(Data entries)

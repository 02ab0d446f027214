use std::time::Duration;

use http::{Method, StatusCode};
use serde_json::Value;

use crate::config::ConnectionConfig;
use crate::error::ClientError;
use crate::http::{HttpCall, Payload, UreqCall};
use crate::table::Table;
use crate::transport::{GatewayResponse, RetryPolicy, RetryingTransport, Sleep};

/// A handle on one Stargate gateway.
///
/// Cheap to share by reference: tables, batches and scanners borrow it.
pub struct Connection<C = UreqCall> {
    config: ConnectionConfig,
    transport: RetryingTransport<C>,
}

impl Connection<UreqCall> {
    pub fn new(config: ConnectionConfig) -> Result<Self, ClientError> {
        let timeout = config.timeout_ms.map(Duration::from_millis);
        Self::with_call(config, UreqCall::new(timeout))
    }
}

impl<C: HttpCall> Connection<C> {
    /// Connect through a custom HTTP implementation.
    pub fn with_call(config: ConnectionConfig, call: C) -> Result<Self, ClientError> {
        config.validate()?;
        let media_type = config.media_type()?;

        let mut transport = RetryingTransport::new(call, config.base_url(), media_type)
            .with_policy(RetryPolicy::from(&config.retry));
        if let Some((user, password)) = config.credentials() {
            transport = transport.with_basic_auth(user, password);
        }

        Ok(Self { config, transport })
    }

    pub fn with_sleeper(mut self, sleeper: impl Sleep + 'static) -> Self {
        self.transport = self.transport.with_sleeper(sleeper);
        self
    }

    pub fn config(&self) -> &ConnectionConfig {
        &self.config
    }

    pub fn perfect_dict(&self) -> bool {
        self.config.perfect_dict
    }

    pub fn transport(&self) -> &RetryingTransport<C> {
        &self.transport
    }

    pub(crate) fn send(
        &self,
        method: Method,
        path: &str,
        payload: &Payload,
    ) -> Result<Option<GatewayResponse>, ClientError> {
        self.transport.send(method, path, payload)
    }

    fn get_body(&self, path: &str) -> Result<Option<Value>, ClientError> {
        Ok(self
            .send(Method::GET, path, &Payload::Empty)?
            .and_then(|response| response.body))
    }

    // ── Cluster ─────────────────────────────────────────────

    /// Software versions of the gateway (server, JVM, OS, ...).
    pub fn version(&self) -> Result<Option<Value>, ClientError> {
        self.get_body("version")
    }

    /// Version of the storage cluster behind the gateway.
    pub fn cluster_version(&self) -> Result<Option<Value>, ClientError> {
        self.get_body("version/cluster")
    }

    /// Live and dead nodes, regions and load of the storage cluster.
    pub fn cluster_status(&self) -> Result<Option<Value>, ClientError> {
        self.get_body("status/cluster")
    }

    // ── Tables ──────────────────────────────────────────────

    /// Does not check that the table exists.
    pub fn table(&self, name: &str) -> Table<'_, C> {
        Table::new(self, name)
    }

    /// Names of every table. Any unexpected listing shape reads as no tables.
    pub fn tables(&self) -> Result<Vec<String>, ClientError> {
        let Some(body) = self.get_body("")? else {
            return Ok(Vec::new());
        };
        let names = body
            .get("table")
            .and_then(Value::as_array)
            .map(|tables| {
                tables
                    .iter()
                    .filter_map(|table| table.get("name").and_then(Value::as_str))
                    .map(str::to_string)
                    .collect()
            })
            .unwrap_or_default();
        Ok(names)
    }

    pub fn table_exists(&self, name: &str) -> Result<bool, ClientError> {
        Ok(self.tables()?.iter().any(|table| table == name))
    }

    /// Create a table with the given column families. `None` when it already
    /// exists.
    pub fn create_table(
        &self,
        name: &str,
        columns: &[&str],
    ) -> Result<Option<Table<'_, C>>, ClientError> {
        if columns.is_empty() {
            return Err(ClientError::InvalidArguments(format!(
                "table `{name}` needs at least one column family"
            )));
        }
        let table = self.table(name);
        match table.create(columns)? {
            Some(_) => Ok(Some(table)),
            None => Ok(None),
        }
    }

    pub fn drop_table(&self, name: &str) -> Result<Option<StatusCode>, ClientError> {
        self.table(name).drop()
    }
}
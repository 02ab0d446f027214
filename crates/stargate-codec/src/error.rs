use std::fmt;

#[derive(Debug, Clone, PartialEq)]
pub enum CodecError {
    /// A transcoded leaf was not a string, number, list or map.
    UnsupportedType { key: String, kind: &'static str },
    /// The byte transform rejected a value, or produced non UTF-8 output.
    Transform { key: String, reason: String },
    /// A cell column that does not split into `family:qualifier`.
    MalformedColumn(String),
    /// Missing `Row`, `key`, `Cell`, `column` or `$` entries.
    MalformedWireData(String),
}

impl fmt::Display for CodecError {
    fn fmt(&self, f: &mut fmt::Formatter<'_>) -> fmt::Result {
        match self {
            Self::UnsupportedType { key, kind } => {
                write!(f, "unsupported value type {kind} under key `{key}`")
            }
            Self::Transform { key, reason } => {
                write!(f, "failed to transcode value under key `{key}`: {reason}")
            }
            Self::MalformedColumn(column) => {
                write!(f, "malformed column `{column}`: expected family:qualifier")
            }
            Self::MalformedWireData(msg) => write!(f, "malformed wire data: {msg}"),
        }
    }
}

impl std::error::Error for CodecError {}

...

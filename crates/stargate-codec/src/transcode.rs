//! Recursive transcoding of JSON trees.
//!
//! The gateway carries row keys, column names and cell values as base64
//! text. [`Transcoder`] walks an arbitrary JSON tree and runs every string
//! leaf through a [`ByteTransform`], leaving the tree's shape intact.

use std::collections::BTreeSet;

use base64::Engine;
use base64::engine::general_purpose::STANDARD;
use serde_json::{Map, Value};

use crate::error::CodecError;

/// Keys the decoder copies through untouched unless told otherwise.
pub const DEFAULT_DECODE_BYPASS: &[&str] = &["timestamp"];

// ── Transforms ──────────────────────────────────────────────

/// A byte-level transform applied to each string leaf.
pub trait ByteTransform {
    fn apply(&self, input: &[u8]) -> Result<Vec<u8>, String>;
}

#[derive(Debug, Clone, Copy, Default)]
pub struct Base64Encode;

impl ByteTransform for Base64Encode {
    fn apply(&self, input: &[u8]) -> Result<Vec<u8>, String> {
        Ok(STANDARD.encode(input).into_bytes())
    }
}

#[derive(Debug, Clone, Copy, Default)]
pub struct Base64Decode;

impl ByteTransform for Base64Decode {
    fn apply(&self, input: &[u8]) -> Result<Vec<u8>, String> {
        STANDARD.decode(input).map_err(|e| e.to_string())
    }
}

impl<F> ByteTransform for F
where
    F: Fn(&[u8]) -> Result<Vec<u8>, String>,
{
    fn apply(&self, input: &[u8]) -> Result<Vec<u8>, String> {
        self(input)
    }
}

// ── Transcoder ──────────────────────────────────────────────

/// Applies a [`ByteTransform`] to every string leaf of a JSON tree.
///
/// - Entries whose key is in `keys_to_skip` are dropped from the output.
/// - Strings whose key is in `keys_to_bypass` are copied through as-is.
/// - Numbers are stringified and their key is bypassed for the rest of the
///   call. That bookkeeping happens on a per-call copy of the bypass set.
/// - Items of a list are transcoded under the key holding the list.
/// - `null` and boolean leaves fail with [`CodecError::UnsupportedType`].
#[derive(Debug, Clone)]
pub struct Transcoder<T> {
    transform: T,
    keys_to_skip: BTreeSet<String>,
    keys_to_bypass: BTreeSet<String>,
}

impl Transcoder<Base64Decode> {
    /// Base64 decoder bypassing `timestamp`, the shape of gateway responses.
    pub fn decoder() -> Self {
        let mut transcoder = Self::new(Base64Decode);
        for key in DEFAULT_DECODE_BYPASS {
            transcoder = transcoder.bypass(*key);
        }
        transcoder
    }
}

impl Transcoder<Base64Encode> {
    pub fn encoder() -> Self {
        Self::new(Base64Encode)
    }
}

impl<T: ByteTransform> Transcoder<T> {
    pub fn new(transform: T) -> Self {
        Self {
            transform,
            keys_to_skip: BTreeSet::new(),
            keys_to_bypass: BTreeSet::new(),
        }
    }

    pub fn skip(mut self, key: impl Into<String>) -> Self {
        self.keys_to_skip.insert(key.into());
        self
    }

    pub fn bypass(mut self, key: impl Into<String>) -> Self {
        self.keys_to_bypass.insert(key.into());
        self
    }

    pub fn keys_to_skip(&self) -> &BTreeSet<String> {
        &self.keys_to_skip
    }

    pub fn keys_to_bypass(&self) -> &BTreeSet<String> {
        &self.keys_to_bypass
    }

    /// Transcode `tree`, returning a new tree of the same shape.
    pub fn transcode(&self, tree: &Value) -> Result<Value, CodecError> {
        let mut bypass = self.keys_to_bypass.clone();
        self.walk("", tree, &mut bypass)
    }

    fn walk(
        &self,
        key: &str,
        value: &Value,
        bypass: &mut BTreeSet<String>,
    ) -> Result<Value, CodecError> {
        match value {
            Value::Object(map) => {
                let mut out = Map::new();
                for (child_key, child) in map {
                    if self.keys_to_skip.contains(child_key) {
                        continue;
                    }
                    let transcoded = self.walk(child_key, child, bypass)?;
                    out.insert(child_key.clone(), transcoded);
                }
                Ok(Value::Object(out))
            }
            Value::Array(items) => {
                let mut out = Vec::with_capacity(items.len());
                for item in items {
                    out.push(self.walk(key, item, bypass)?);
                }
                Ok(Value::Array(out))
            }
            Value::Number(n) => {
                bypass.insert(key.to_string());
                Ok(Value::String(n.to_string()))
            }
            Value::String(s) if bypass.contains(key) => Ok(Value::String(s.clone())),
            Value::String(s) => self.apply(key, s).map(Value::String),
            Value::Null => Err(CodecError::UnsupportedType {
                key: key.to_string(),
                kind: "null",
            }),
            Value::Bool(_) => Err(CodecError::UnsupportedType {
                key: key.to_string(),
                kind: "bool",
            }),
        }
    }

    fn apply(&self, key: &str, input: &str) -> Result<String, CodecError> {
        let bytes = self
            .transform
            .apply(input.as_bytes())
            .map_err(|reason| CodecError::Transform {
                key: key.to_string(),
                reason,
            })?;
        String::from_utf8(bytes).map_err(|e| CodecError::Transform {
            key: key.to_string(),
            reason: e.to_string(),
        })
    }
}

* * *

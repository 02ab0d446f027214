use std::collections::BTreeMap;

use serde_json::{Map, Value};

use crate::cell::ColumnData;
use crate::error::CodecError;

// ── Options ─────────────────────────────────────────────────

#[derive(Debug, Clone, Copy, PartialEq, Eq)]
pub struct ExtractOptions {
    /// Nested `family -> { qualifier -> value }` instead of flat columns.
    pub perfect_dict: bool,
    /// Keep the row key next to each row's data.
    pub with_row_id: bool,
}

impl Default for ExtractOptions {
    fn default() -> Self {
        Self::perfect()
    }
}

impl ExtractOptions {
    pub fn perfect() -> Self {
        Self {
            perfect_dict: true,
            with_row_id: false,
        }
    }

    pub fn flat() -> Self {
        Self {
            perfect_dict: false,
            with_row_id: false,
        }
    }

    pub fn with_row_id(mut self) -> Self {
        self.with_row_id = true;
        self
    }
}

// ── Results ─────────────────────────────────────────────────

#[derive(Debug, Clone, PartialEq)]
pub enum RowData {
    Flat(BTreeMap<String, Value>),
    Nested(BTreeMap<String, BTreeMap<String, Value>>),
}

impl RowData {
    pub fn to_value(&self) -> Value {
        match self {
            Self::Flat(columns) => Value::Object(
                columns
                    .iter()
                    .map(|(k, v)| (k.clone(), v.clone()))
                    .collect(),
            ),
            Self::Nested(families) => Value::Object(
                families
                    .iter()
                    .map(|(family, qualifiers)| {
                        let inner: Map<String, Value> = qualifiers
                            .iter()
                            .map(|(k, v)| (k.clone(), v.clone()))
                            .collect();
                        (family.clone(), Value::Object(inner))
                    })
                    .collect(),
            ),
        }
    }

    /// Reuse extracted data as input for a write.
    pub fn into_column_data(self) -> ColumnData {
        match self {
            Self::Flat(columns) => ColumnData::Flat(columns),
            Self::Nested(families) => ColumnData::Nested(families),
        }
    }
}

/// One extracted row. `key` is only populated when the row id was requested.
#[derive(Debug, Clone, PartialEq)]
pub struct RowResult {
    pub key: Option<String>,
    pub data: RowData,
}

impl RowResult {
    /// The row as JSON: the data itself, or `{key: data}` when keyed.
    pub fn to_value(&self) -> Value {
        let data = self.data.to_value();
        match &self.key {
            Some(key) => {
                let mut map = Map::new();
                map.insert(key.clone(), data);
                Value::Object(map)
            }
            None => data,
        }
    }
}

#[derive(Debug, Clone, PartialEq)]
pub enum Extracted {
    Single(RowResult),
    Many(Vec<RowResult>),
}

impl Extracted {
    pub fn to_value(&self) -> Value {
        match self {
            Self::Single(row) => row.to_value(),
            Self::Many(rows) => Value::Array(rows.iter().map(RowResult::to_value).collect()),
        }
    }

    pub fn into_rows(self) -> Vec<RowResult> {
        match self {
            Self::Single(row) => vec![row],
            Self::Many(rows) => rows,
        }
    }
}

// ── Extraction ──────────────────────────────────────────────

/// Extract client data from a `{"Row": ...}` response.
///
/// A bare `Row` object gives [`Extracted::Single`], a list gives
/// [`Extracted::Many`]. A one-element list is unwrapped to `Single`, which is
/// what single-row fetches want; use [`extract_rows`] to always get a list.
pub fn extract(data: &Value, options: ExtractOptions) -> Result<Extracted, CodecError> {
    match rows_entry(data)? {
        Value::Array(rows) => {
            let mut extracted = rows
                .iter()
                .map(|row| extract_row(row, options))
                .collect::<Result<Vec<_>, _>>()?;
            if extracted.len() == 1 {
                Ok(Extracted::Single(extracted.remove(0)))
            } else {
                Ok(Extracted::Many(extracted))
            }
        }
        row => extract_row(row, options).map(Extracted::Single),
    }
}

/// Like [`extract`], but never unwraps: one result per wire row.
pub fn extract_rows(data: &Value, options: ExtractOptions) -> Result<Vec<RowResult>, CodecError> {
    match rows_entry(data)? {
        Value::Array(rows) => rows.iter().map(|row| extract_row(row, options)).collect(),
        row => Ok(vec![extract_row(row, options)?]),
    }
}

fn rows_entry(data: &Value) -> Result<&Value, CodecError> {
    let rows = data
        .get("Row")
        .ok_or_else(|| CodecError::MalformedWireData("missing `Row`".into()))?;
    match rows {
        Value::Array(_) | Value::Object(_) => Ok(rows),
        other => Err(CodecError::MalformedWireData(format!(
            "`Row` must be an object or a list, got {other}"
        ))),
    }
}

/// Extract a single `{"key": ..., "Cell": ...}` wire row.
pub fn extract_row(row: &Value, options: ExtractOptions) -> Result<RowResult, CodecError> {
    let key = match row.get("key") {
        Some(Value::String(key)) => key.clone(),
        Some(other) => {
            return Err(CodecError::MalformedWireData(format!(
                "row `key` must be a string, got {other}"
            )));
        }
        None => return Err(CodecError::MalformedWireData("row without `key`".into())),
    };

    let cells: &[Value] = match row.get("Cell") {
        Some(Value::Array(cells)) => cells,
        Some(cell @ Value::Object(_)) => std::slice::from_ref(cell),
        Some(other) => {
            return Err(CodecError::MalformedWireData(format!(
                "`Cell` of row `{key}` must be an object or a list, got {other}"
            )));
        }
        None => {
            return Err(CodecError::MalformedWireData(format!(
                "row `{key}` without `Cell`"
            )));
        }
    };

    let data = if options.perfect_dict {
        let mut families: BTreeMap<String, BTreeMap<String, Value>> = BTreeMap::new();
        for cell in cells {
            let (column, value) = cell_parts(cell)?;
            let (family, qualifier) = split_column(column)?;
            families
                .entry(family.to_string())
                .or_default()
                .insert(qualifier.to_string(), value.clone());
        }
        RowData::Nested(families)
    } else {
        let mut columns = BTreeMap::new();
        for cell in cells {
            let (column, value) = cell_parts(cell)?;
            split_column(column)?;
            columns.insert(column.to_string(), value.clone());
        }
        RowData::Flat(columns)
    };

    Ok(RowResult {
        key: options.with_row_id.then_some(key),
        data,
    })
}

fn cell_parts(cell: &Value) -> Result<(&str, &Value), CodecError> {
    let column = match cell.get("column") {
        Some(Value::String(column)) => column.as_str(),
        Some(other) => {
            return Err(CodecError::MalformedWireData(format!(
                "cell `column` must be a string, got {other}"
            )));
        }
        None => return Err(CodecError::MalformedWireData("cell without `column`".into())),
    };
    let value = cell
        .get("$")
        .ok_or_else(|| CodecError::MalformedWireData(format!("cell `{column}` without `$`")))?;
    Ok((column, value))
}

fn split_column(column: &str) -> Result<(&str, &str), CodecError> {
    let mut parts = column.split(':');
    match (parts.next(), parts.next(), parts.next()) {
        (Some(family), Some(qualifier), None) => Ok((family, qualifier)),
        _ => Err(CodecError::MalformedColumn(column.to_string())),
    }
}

→ YOUR ASSIGNMENT: Looking only at the entries, count the lines that contain the word "UreqCall", then state that count and nothing else.

→ REPLY: 4